Reputation: 6733
I have an async function in java. I want to make async calls to a number of APIs (in parallel) then create a response. Since I need the different results, I though to save them in the class. I have helper functions to make the calls to the external APIs (classes with a call function which return CompletableFuture<List<T>>
). I can do this like this:
public class MyAction{
private List<Bar> bars;
private List<Baz> bazs;
public CompletableFuture<Foo> run() {
CompletableFuture<Void> fetchBars = new BarFetcher().call().thenAccept(this::populateBars);
CompletableFuture<Void> fetchBazs = new BazFetcher().call().thenAccept(this::populateBazs);
return CompletableFuture.allOf(fetchBars, fetchBazs).thenApply(this::getFoo);
}
private void populateBars(final List<Bar> bars) {
this.bars = bars;
}
private void populateBaz(final List<Baz> bazs) {
this.bazs = bazs;
}
private Foo getFoo(final Void dummy) {
return new Foo(bars, bazs);
}
}
But I had to add an unnecessary parameter (final Void dummy
) to the getFoo
function to make it work. Can I avoid this? if should really just be getFoo()
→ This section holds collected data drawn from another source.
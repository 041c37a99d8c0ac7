//! Test fixtures for integration tests.
//!
//! Provides helpers for:
//! - Scripted tasks that journal what ran, in order
//! - A fake limit monitor speaking the monitor's command-line protocol
//! - A scheduler harness with an event receiver

use std::path::{Path, PathBuf};
use std::sync::atomic::{AtomicUsize, Ordering};
use std::sync::{Arc, Mutex};
use std::time::Duration;

use futures::future::BoxFuture;
use tempfile::TempDir;
use tokio::sync::mpsc;

use phasepool::core::{PhaseContext, PhaseFn, PhasedTask, Task};
use phasepool::orchestration::{Scheduler, SchedulerEvent};
use phasepool::{Error, Result};

/// Shared, ordered record of what the tasks did.
pub type Journal = Arc<Mutex<Vec<String>>>;

pub fn journal() -> Journal {
    Arc::new(Mutex::new(Vec::new()))
}

pub fn entries(journal: &Journal) -> Vec<String> {
    journal.lock().unwrap().clone()
}

/// Position of `entry` in the journal; panics when absent.
pub fn position(entries: &[String], entry: &str) -> usize {
    entries
        .iter()
        .position(|e| e == entry)
        .unwrap_or_else(|| panic!("{} missing from {:?}", entry, entries))
}

fn note(journal: &Journal, entry: String) {
    journal.lock().unwrap().push(entry);
}

/// Shape of a task tree to build.
pub enum Node {
    /// One phase that sleeps for the given milliseconds.
    Leaf(&'static str, u64),
    /// Two phases: spawn the children, then collect them.
    Fan(&'static str, Vec<Node>),
    /// No phases at all.
    Empty,
    /// Spawns leaves, then fails in phase 0.
    Faulty(&'static str, Fault),
}

#[derive(Debug, Clone, Copy)]
pub enum Fault {
    Error,
    Panic,
}

impl Node {
    pub fn build(self, journal: &Journal) -> Box<dyn Task> {
        match self {
            Node::Leaf(name, ms) => Box::new(Leaf {
                name,
                ms,
                journal: Arc::clone(journal),
            }),
            Node::Fan(name, children) => Box::new(Fan::new(name, children, journal)),
            Node::Empty => Box::new(Hollow),
            Node::Faulty(name, fault) => Box::new(Faulty {
                name,
                fault,
                journal: Arc::clone(journal),
            }),
        }
    }
}

pub struct Leaf {
    name: &'static str,
    ms: u64,
    journal: Journal,
}

impl Leaf {
    fn run<'a>(&'a mut self, _ctx: &'a mut PhaseContext) -> BoxFuture<'a, Result<()>> {
        Box::pin(async move {
            tokio::time::sleep(Duration::from_millis(self.ms)).await;
            note(&self.journal, self.name.to_string());
            Ok(())
        })
    }
}

impl PhasedTask for Leaf {
    const PHASES: &'static [PhaseFn<Self>] = &[Leaf::run];

    fn label(&self) -> String {
        self.name.to_string()
    }
}

pub struct Fan {
    name: &'static str,
    journal: Journal,
    pending: Vec<Node>,
    /// Child labels in the order they were collected.
    pub collected: Vec<String>,
    pub failed_children: usize,
}

impl Fan {
    pub fn new(name: &'static str, children: Vec<Node>, journal: &Journal) -> Self {
        Self {
            name,
            journal: Arc::clone(journal),
            pending: children,
            collected: Vec::new(),
            failed_children: 0,
        }
    }

    fn spawn<'a>(&'a mut self, ctx: &'a mut PhaseContext) -> BoxFuture<'a, Result<()>> {
        Box::pin(async move {
            note(&self.journal, format!("{}:0", self.name));
            for child in std::mem::take(&mut self.pending) {
                ctx.spawn_boxed(child.build(&self.journal));
            }
            Ok(())
        })
    }

    fn collect<'a>(&'a mut self, ctx: &'a mut PhaseContext) -> BoxFuture<'a, Result<()>> {
        Box::pin(async move {
            note(&self.journal, format!("{}:1", self.name));
            for result in ctx.results() {
                self.collected.push(result.label.clone());
                if result.is_failed() {
                    self.failed_children += 1;
                }
            }
            Ok(())
        })
    }
}

impl PhasedTask for Fan {
    const PHASES: &'static [PhaseFn<Self>] = &[Fan::spawn, Fan::collect];

    fn label(&self) -> String {
        self.name.to_string()
    }
}

pub struct Hollow;

impl PhasedTask for Hollow {
    const PHASES: &'static [PhaseFn<Self>] = &[];

    fn label(&self) -> String {
        "hollow".to_string()
    }
}

pub struct Faulty {
    name: &'static str,
    fault: Fault,
    journal: Journal,
}

impl Faulty {
    fn explode<'a>(&'a mut self, ctx: &'a mut PhaseContext) -> BoxFuture<'a, Result<()>> {
        Box::pin(async move {
            note(&self.journal, format!("{}:0", self.name));
            ctx.spawn(Leaf {
                name: "orphan",
                ms: 0,
                journal: Arc::clone(&self.journal),
            });
            match self.fault {
                Fault::Error => Err(Error::Config(format!("{} refused", self.name))),
                Fault::Panic => panic!("{} exploded", self.name),
            }
        })
    }

    fn unreachable<'a>(&'a mut self, _ctx: &'a mut PhaseContext) -> BoxFuture<'a, Result<()>> {
        Box::pin(async move {
            note(&self.journal, format!("{}:1", self.name));
            Ok(())
        })
    }
}

impl PhasedTask for Faulty {
    const PHASES: &'static [PhaseFn<Self>] = &[Faulty::explode, Faulty::unreachable];

    fn label(&self) -> String {
        self.name.to_string()
    }
}

/// Three phases that record their own indices.
pub struct Steps {
    pub ran: Vec<usize>,
}

impl Steps {
    fn record<'a>(&'a mut self, ctx: &'a mut PhaseContext) -> BoxFuture<'a, Result<()>> {
        Box::pin(async move {
            self.ran.push(ctx.phase());
            Ok(())
        })
    }
}

impl PhasedTask for Steps {
    const PHASES: &'static [PhaseFn<Self>] = &[Steps::record, Steps::record, Steps::record];

    fn label(&self) -> String {
        "steps".to_string()
    }
}

/// Measures how many gauges run at the same time.
pub struct Gauge {
    pub current: Arc<AtomicUsize>,
    pub peak: Arc<AtomicUsize>,
    pub ms: u64,
}

impl Gauge {
    fn run<'a>(&'a mut self, _ctx: &'a mut PhaseContext) -> BoxFuture<'a, Result<()>> {
        Box::pin(async move {
            let now = self.current.fetch_add(1, Ordering::SeqCst) + 1;
            self.peak.fetch_max(now, Ordering::SeqCst);
            tokio::time::sleep(Duration::from_millis(self.ms)).await;
            self.current.fetch_sub(1, Ordering::SeqCst);
            Ok(())
        })
    }
}

impl PhasedTask for Gauge {
    const PHASES: &'static [PhaseFn<Self>] = &[Gauge::run];

    fn label(&self) -> String {
        "gauge".to_string()
    }
}

/// Scheduler plus the receiving end of its event channel.
pub struct SchedulerHarness {
    pub scheduler: Scheduler,
    pub event_rx: mpsc::UnboundedReceiver<SchedulerEvent>,
}

impl SchedulerHarness {
    pub fn new(pool_size: usize) -> Self {
        let (tx, event_rx) = mpsc::unbounded_channel();
        let scheduler = Scheduler::new(pool_size).unwrap().with_events(tx);
        Self {
            scheduler,
            event_rx,
        }
    }

    /// Every event emitted so far.
    pub fn drain_events(&mut self) -> Vec<SchedulerEvent> {
        let mut events = Vec::new();
        while let Ok(event) = self.event_rx.try_recv() {
            events.push(event);
        }
        events
    }
}

/// Stand-in for the limit monitor.
///
/// Understands `-t`, `-m`, `--no-info-on-success` and `--`. A memory limit
/// below 1024 kB kills the command after a moment and reports `MEM`; a
/// time limit kills it after `-t` seconds and reports `TIMEOUT`.
const FAKE_MONITOR: &str = r#"#!/bin/sh
t=""
m=""
while [ $# -gt 0 ]; do
  case "$1" in
    -t) t="$2"; shift 2 ;;
    -m) m="$2"; shift 2 ;;
    --no-info-on-success) shift ;;
    --) shift; break ;;
    *) break ;;
  esac
done
exec 3<&0
"$@" <&3 3<&- &
pid=$!
exec 3<&-
if [ -n "$m" ] && [ "$m" -lt 1024 ]; then
  sleep 0.3
  kill -9 $pid 2>/dev/null
  wait $pid 2>/dev/null
  echo "MEM CPU 0.01 MEM $m MAXMEM $m STALE 0.00" >&2
  exit 1
fi
if [ -n "$t" ]; then
  ( sleep "$t"; kill -9 $pid ) >/dev/null 2>&1 &
  watcher=$!
  wait $pid
  status=$?
  kill $watcher 2>/dev/null
  if [ $status -eq 137 ]; then
    echo "TIMEOUT CPU $t.00 MEM 100 MAXMEM 200 STALE 0.00" >&2
    exit 1
  fi
  exit $status
fi
wait $pid
"#;

/// A monitor that ignores its limits and just runs the command.
const LAX_MONITOR: &str = r#"#!/bin/sh
while [ $# -gt 0 ]; do
  if [ "$1" = "--" ]; then shift; break; fi
  shift
done
exec "$@"
"#;

/// A monitor that ignores its limits and keeps running as the parent of
/// the command.
const FORKING_MONITOR: &str = r#"#!/bin/sh
while [ $# -gt 0 ]; do
  if [ "$1" = "--" ]; then shift; break; fi
  shift
done
"$@"
status=$?
exit $status
"#;

/// Temp directory holding monitor scripts and task temp files.
pub struct Sandbox {
    pub dir: TempDir,
}

impl Sandbox {
    pub fn new() -> Self {
        Self {
            dir: TempDir::new().expect("Failed to create temp directory"),
        }
    }

    pub fn fake_monitor(&self) -> PathBuf {
        self.script("monitor.sh", FAKE_MONITOR)
    }

    pub fn lax_monitor(&self) -> PathBuf {
        self.script("lax-monitor.sh", LAX_MONITOR)
    }

    pub fn forking_monitor(&self) -> PathBuf {
        self.script("forking-monitor.sh", FORKING_MONITOR)
    }

    pub fn temp_dir(&self) -> PathBuf {
        self.dir.path().join("temp")
    }

    /// Write an executable script into the sandbox.
    pub fn script(&self, name: &str, body: &str) -> PathBuf {
        use std::os::unix::fs::PermissionsExt;

        let path = self.dir.path().join(name);
        std::fs::write(&path, body).expect("Failed to write script");
        std::fs::set_permissions(&path, std::fs::Permissions::from_mode(0o755))
            .expect("Failed to chmod script");
        wait_until_executable(&path);
        path
    }
}

/// A freshly written script can briefly fail with ETXTBSY while another
/// test thread forks; retry until it runs.
fn wait_until_executable(path: &Path) {
    for _ in 0..100 {
        match std::process::Command::new(path).arg("--").arg("true").status() {
            Ok(_) => return,
            Err(e) if e.raw_os_error() == Some(26) => {
                std::thread::sleep(Duration::from_millis(10));
            }
            Err(e) => panic!("cannot run {}: {}", path.display(), e),
        }
    }
    panic!("{} stayed busy", path.display());
}
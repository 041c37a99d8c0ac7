//! Resource-bounded external tool invocation.
//!
//! `ProcessExecutor::invoke` runs one external program, optionally wrapped
//! in the limit monitor, and returns an `ExecutionResult` or a `ToolError`
//! that says why the tool died.
//!
//! # Example
//!
//! ```ignore
//! use std::time::Duration;
//! use phasepool::process::{Invocation, MemoryLimit, ProcessExecutor, Timing};
//!
//! let executor = ProcessExecutor::new("/opt/bench/bin/timeout");
//! let result = executor
//!     .invoke(
//!         Invocation::new("pbes2bes")
//!             .args(["-s0", "-v", "input.pbes"])
//!             .timeout(Duration::from_secs(3600))
//!             .memlimit(MemoryLimit::from_gib(4))
//!             .timing(Timing::Native),
//!     )
//!     .await?;
//! println!("{}", result.timing);
//! ```

mod monitor;
mod timing;

pub use monitor::{detect, wrap, Breach, LimitReport, QUIET_FLAG};
pub use timing::Timing;

use std::collections::BTreeMap;
use std::path::PathBuf;
use std::process::Stdio;
use std::time::{Duration, Instant};

use regex::{Regex, RegexBuilder};
use serde::{Deserialize, Serialize};
use serde_json::Value;
use tokio::io::{AsyncRead, AsyncReadExt, AsyncWriteExt};
use tokio::process::Command;

use crate::error::{Error, ToolError};
use crate::{plog_debug, plog_trace, plog_warn};

/// Default name of the limit monitor binary.
pub const DEFAULT_MONITOR: &str = "timeout";

/// Default extra time granted to the monitor before the executor kills
/// the process tree itself.
pub const DEFAULT_GRACE_SECS: u64 = 5;

/// How long output is still drained after the tool's process group is gone.
const DRAIN_TIMEOUT: Duration = Duration::from_secs(2);

/// `--version` banner of GNU coreutils, whose `timeout` shares the default
/// monitor name but none of its options.
const COREUTILS_BANNER: &str = "GNU coreutils";

/// How long `verify_monitor` waits for the banner.
const VERIFY_TIMEOUT: Duration = Duration::from_secs(5);

/// A memory ceiling in the monitor's native unit (kilobytes).
#[derive(Debug, Clone, Copy, PartialEq, Eq, PartialOrd, Ord, Serialize, Deserialize)]
#[serde(transparent)]
pub struct MemoryLimit(u64);

impl MemoryLimit {
    pub fn from_kilobytes(kb: u64) -> Self {
        Self(kb)
    }

    /// Convert a byte count, rounding up to whole kilobytes.
    pub fn from_bytes(bytes: u64) -> Self {
        Self(bytes.div_ceil(1024))
    }

    pub fn from_mib(mib: u64) -> Self {
        Self(mib.saturating_mul(1024))
    }

    pub fn from_gib(gib: u64) -> Self {
        Self(gib.saturating_mul(1024 * 1024))
    }

    pub fn kilobytes(&self) -> u64 {
        self.0
    }
}

/// One external program call and the limits it runs under.
#[derive(Debug, Clone)]
pub struct Invocation {
    program: String,
    args: Vec<String>,
    stdin: Option<Vec<u8>>,
    timeout: Option<Duration>,
    memlimit: Option<MemoryLimit>,
    timing: Timing,
    pattern: Option<Regex>,
}

impl Invocation {
    pub fn new(program: impl Into<String>) -> Self {
        Self {
            program: program.into(),
            args: Vec::new(),
            stdin: None,
            timeout: None,
            memlimit: None,
            timing: Timing::None,
            pattern: None,
        }
    }

    pub fn arg(mut self, arg: impl Into<String>) -> Self {
        self.args.push(arg.into());
        self
    }

    pub fn args<I, S>(mut self, args: I) -> Self
    where
        I: IntoIterator<Item = S>,
        S: Into<String>,
    {
        self.args.extend(args.into_iter().map(Into::into));
        self
    }

    /// Bytes written to the tool's stdin; stdin is closed afterwards.
    pub fn stdin(mut self, input: impl Into<Vec<u8>>) -> Self {
        self.stdin = Some(input.into());
        self
    }

    pub fn timeout(mut self, timeout: Duration) -> Self {
        self.timeout = Some(timeout);
        self
    }

    pub fn maybe_timeout(mut self, timeout: Option<Duration>) -> Self {
        self.timeout = timeout;
        self
    }

    pub fn memlimit(mut self, limit: MemoryLimit) -> Self {
        self.memlimit = Some(limit);
        self
    }

    pub fn maybe_memlimit(mut self, limit: Option<MemoryLimit>) -> Self {
        self.memlimit = limit;
        self
    }

    pub fn timing(mut self, timing: Timing) -> Self {
        self.timing = timing;
        self
    }

    /// Named groups of `pattern`, searched in stderr, become result fields.
    pub fn pattern(mut self, pattern: Regex) -> Self {
        self.pattern = Some(pattern);
        self
    }

    pub fn program(&self) -> &str {
        &self.program
    }

    /// The tool command line, without monitor or timing flags.
    pub fn command_line(&self) -> String {
        std::iter::once(self.program.as_str())
            .chain(self.args.iter().map(String::as_str))
            .collect::<Vec<_>>()
            .join(" ")
    }
}
//! Timing side channel.
//!
//! Tools with native timing support accept `--timings=<file>` and write a
//! YAML document there. Its shape belongs to the tool, so it is kept as an
//! opaque `serde_json::Value`. Anything unreadable degrades to `{}`.

use std::path::Path;

use serde_json::{json, Map, Value};

use crate::plog_warn;

/// How an invocation should be timed.
#[derive(Debug, Clone, Copy, Default, PartialEq, Eq, serde::Serialize, serde::Deserialize)]
#[serde(rename_all = "snake_case")]
pub enum Timing {
    /// No timing information.
    #[default]
    None,
    /// The tool writes its own timings to a side-channel file.
    Native,
    /// The executor measures wall-clock time around the tool.
    External,
}

/// Command-line flag pointing a tool at its timing file.
pub fn timings_flag(path: &Path) -> String {
    format!("--timings={}", path.display())
}

/// Parse a tool-written timing document.
pub fn parse_document(text: &str) -> Value {
    if text.trim().is_empty() {
        return empty();
    }
    match serde_yaml::from_str::<serde_yaml::Value>(text) {
        Ok(doc) => match serde_json::to_value(doc) {
            Ok(value) if !value.is_null() => value,
            Ok(_) => empty(),
            Err(e) => {
                plog_warn!("Timing document is not representable: {}", e);
                empty()
            }
        },
        Err(e) => {
            plog_warn!("Malformed timing document: {}", e);
            empty()
        }
    }
}

/// Read and parse the timing file a tool left behind.
pub async fn read_file(path: &Path) -> Value {
    match tokio::fs::read_to_string(path).await {
        Ok(text) => parse_document(&text),
        Err(e) => {
            plog_warn!("Timing file {} unreadable: {}", path.display(), e);
            empty()
        }
    }
}

/// Timing structure synthesized from an external wall-clock measurement.
pub fn synthesize(tool: &str, elapsed_secs: f64) -> Value {
    json!({ tool: { "total": elapsed_secs.max(0.0) } })
}

fn empty() -> Value {
    Value::Object(Map::new())
}
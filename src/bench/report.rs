//! Case reports and the JSON-lines results file.

use std::collections::{BTreeMap, HashSet};
use std::path::{Path, PathBuf};

use chrono::{DateTime, Utc};
use serde::{Deserialize, Serialize};
use serde_json::Value;
use tokio::io::AsyncWriteExt;

use crate::core::PhaseFailure;
use crate::error::ToolError;
use crate::process::{ExecutionResult, LimitReport};
use crate::{plog_debug, plog_warn, Result};

/// What happened to one tool run.
///
/// Limit breaches are recorded, not raised, so a case with a timed out
/// variant still produces a report.
#[derive(Debug, Clone, PartialEq, Serialize, Deserialize)]
#[serde(tag = "status", rename_all = "snake_case")]
pub enum Outcome {
    Ok {
        elapsed: f64,
        #[serde(default, skip_serializing_if = "Option::is_none")]
        timing: Option<Value>,
        #[serde(default, skip_serializing_if = "BTreeMap::is_empty")]
        fields: BTreeMap<String, String>,
    },
    Timeout {
        report: LimitReport,
    },
    Memory {
        report: LimitReport,
    },
    Error {
        message: String,
    },
}

impl Outcome {
    pub fn from_result(result: &ExecutionResult) -> Self {
        Outcome::Ok {
            elapsed: result.elapsed,
            timing: result.timing.clone(),
            fields: result.fields.clone().unwrap_or_default(),
        }
    }

    pub fn from_error(error: &ToolError) -> Self {
        match error {
            ToolError::Timeout { report, .. } => Outcome::Timeout {
                report: report.clone(),
            },
            ToolError::OutOfMemory { report, .. } => Outcome::Memory {
                report: report.clone(),
            },
            other => Outcome::Error {
                message: other.to_string(),
            },
        }
    }

    pub fn is_ok(&self) -> bool {
        matches!(self, Outcome::Ok { .. })
    }

    /// Short status word, as used in summaries.
    pub fn status(&self) -> &'static str {
        match self {
            Outcome::Ok { .. } => "ok",
            Outcome::Timeout { .. } => "timeout",
            Outcome::Memory { .. } => "memory",
            Outcome::Error { .. } => "error",
        }
    }
}

#[derive(Debug, Clone, PartialEq, Serialize, Deserialize)]
pub struct StepRecord {
    pub tool: String,
    pub outcome: Outcome,
}

#[derive(Debug, Clone, PartialEq, Serialize, Deserialize)]
pub struct VariantRecord {
    pub variant: String,
    pub outcome: Outcome,
}

/// One line of the results file.
#[derive(Debug, Clone, PartialEq, Serialize, Deserialize)]
pub struct CaseReport {
    pub case: String,
    #[serde(default)]
    pub prepare: Vec<StepRecord>,
    #[serde(default)]
    pub variants: Vec<VariantRecord>,
    /// Set when a phase of the case itself failed.
    #[serde(default, skip_serializing_if = "Option::is_none")]
    pub error: Option<String>,
    pub finished: DateTime<Utc>,
}

impl CaseReport {
    pub fn new(case: impl Into<String>) -> Self {
        Self {
            case: case.into(),
            prepare: Vec::new(),
            variants: Vec::new(),
            error: None,
            finished: Utc::now(),
        }
    }

    /// Record that a phase of the case itself failed. Steps and variants
    /// recorded so far are kept.
    pub fn mark_failed(&mut self, failure: &PhaseFailure) {
        self.error = Some(failure.to_string());
        self.finished = Utc::now();
    }

    /// Every prepare step and every variant succeeded, and the case
    /// itself did not fail.
    pub fn is_ok(&self) -> bool {
        self.error.is_none()
            && self.prepare.iter().all(|s| s.outcome.is_ok())
            && self.variants.iter().all(|v| v.outcome.is_ok())
    }

    /// One-line human summary, e.g. `buffer-2: -s0=ok -s1=timeout`.
    pub fn summary(&self) -> String {
        if let Some(error) = &self.error {
            return format!("{}: failed ({})", self.case, error);
        }
        if let Some(step) = self.prepare.iter().find(|s| !s.outcome.is_ok()) {
            return format!("{}: prepare {}={}", self.case, step.tool, step.outcome.status());
        }
        let variants: Vec<String> = self
            .variants
            .iter()
            .map(|v| {
                if v.variant.is_empty() {
                    v.outcome.status().to_string()
                } else {
                    format!("{}={}", v.variant, v.outcome.status())
                }
            })
            .collect();
        if variants.is_empty() {
            format!("{}: ok", self.case)
        } else {
            format!("{}: {}", self.case, variants.join(" "))
        }
    }
}

/// Append-only JSON-lines file of case reports.
#[derive(Debug, Clone)]
pub struct ResultsFile {
    path: PathBuf,
}

impl ResultsFile {
    pub fn new(path: impl Into<PathBuf>) -> Self {
        Self { path: path.into() }
    }

    pub fn path(&self) -> &Path {
        &self.path
    }

    /// Names of the cases already recorded. A missing file means none;
    /// unreadable lines are skipped with a warning.
    pub async fn load_completed(&self) -> Result<HashSet<String>> {
        let text = match tokio::fs::read_to_string(&self.path).await {
            Ok(text) => text,
            Err(e) if e.kind() == std::io::ErrorKind::NotFound => return Ok(HashSet::new()),
            Err(e) => return Err(e.into()),
        };

        let mut done = HashSet::new();
        for (lineno, line) in text.lines().enumerate() {
            if line.trim().is_empty() {
                continue;
            }
            match serde_json::from_str::<CaseReport>(line) {
                Ok(report) => {
                    done.insert(report.case);
                }
                Err(e) => plog_warn!(
                    "{}:{}: skipping unreadable result: {}",
                    self.path.display(),
                    lineno + 1,
                    e
                ),
            }
        }
        plog_debug!("{} cases already recorded in {}", done.len(), self.path.display());
        Ok(done)
    }

    /// Append one report as a single line.
    pub async fn append(&self, report: &CaseReport) -> Result<()> {
        if let Some(parent) = self.path.parent() {
            if !parent.as_os_str().is_empty() {
                tokio::fs::create_dir_all(parent).await?;
            }
        }
        let mut line = serde_json::to_string(report)?;
        line.push('\n');
        let mut file = tokio::fs::OpenOptions::new()
            .create(true)
            .append(true)
            .open(&self.path)
            .await?;
        file.write_all(line.as_bytes()).await?;
        file.flush().await?;
        Ok(())
    }
}
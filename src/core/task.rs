//! Task model for the phase scheduler.
//!
//! A task is a fixed, gap-free list of phase operations. Each dispatch runs
//! exactly one phase; a phase may spawn children through its
//! `PhaseContext`, in which case the task waits until every child has
//! resolved before its next phase runs.

use std::any::Any;

use futures::future::BoxFuture;
use serde::{Deserialize, Serialize};
use uuid::Uuid;

use crate::core::context::PhaseContext;
use crate::error::{Error, Result};

/// Unique identifier for a task instance.
///
/// Uses UUID v4 for generation and provides a short form display
/// for human-readable output.
#[derive(Debug, Clone, Copy, PartialEq, Eq, Hash, Serialize, Deserialize)]
#[serde(transparent)]
pub struct TaskId(pub Uuid);

impl TaskId {
    /// Create a new unique task identifier.
    pub fn new() -> Self {
        Self(Uuid::new_v4())
    }

    /// Return first 8 characters of the UUID for display.
    pub fn short(&self) -> String {
        self.0.to_string()[..8].to_string()
    }
}

impl Default for TaskId {
    fn default() -> Self {
        Self::new()
    }
}

impl std::fmt::Display for TaskId {
    fn fmt(&self, f: &mut std::fmt::Formatter<'_>) -> std::fmt::Result {
        write!(f, "{}", self.0)
    }
}

impl std::str::FromStr for TaskId {
    type Err = uuid::Error;

    fn from_str(s: &str) -> std::result::Result<Self, Self::Err> {
        Ok(Self(Uuid::parse_str(s)?))
    }
}

/// One phase operation of a task of type `T`.
///
/// Phases are plain functions so that a task type's whole phase list can
/// be declared as a constant:
///
/// ```ignore
/// impl PhasedTask for Case {
///     const PHASES: &'static [PhaseFn<Self>] = &[Case::prepare, Case::collect];
///     fn label(&self) -> String { self.name.clone() }
/// }
///
/// impl Case {
///     fn prepare<'a>(&'a mut self, ctx: &'a mut PhaseContext) -> BoxFuture<'a, Result<()>> {
///         Box::pin(async move { /* ... */ Ok(()) })
///     }
/// }
/// ```
pub type PhaseFn<T> = for<'a> fn(&'a mut T, &'a mut PhaseContext) -> BoxFuture<'a, Result<()>>;

/// A task type with a statically declared phase list.
pub trait PhasedTask: Send + Sized + 'static {
    /// Phase operations, run in order, one per dispatch.
    const PHASES: &'static [PhaseFn<Self>];

    /// Human-readable name used in logs and results.
    fn label(&self) -> String;

    /// Prefix for the task's private temp files. Defaults to the label.
    fn temp_prefix(&self) -> String {
        self.label()
    }
}

/// Object-safe view of a task, as stored and moved around by the scheduler.
///
/// Every `PhasedTask` is a `Task`; implement this trait by hand only when
/// the phase list is not known at compile time.
pub trait Task: Send + 'static {
    fn label(&self) -> String;

    fn temp_prefix(&self) -> String;

    fn phase_count(&self) -> usize;

    /// Run phase `phase`.
    ///
    /// # Errors
    ///
    /// `Error::ContractViolation` if `phase` is not a declared phase, or
    /// whatever the phase itself returns.
    fn run_phase<'a>(
        &'a mut self,
        phase: usize,
        ctx: &'a mut PhaseContext,
    ) -> BoxFuture<'a, Result<()>>;

    fn as_any(&self) -> &dyn Any;

    fn into_any(self: Box<Self>) -> Box<dyn Any + Send>;
}

impl<T: PhasedTask> Task for T {
    fn label(&self) -> String {
        PhasedTask::label(self)
    }

    fn temp_prefix(&self) -> String {
        PhasedTask::temp_prefix(self)
    }

    fn phase_count(&self) -> usize {
        T::PHASES.len()
    }

    fn run_phase<'a>(
        &'a mut self,
        phase: usize,
        ctx: &'a mut PhaseContext,
    ) -> BoxFuture<'a, Result<()>> {
        match T::PHASES.get(phase) {
            Some(op) => op(self, ctx),
            None => {
                let err = Error::ContractViolation(format!(
                    "{} has {} phases, phase {} requested",
                    PhasedTask::label(self),
                    T::PHASES.len(),
                    phase
                ));
                Box::pin(futures::future::ready(Err(err)))
            }
        }
    }

    fn as_any(&self) -> &dyn Any {
        self
    }

    fn into_any(self: Box<Self>) -> Box<dyn Any + Send> {
        self
    }
}

/// Why a task stopped before running all of its phases.
#[derive(Debug, Clone, PartialEq, Eq, Serialize, Deserialize)]
pub struct PhaseFailure {
    /// Label of the task that failed.
    pub task: String,
    /// Index of the phase that failed.
    pub phase: usize,
    /// Error or panic message.
    pub message: String,
}

impl std::fmt::Display for PhaseFailure {
    fn fmt(&self, f: &mut std::fmt::Formatter<'_>) -> std::fmt::Result {
        write!(f, "phase {} of {} failed: {}", self.phase, self.task, self.message)
    }
}

impl From<PhaseFailure> for Error {
    fn from(failure: PhaseFailure) -> Self {
        Error::PhaseFailed {
            task: failure.task,
            phase: failure.phase,
            message: failure.message,
        }
    }
}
not getFoo(final Void dummy)
. Is there any way to wait for multiple futures to complete and then chain in another function without passing it directly any data?
Note: The example only has two initial calls to fetch data (fetchbars
and fetchBazs
) before the final processing (getFoo
). However, I actually will have more than two. I currently have three, but it may grow by one or two more. I would like to run all the initial calls in parallel, then the final processing once all have completed.
Upvotes: 2
Views: 1112
Reputation: 298233
Use the right tool for the job. To combine two futures, just use
public CompletableFuture<Foo> run() {
return new BarFetcher().call().thenCombine(new BazFetcher().call(),
(List<Bar> bars, List<Baz> bazs) -> new Foo(bars, bazs));
}
or even simpler
public CompletableFuture<Foo> run() {
return new BarFetcher().call().thenCombine(new BazFetcher().call(), Foo::new);
}
Upvotes: 3
Reputation: 56433
you could change the use of method reference to a lambda as follows:
return CompletableFuture.allOf(fetchBars, fetchBazs)
.thenApply(e -> getFoo());
then you don't have to introduce a dummy parameter.
Note, I am not that familiar with the CompletableFuture
API so, there may be more suitable solutions out there.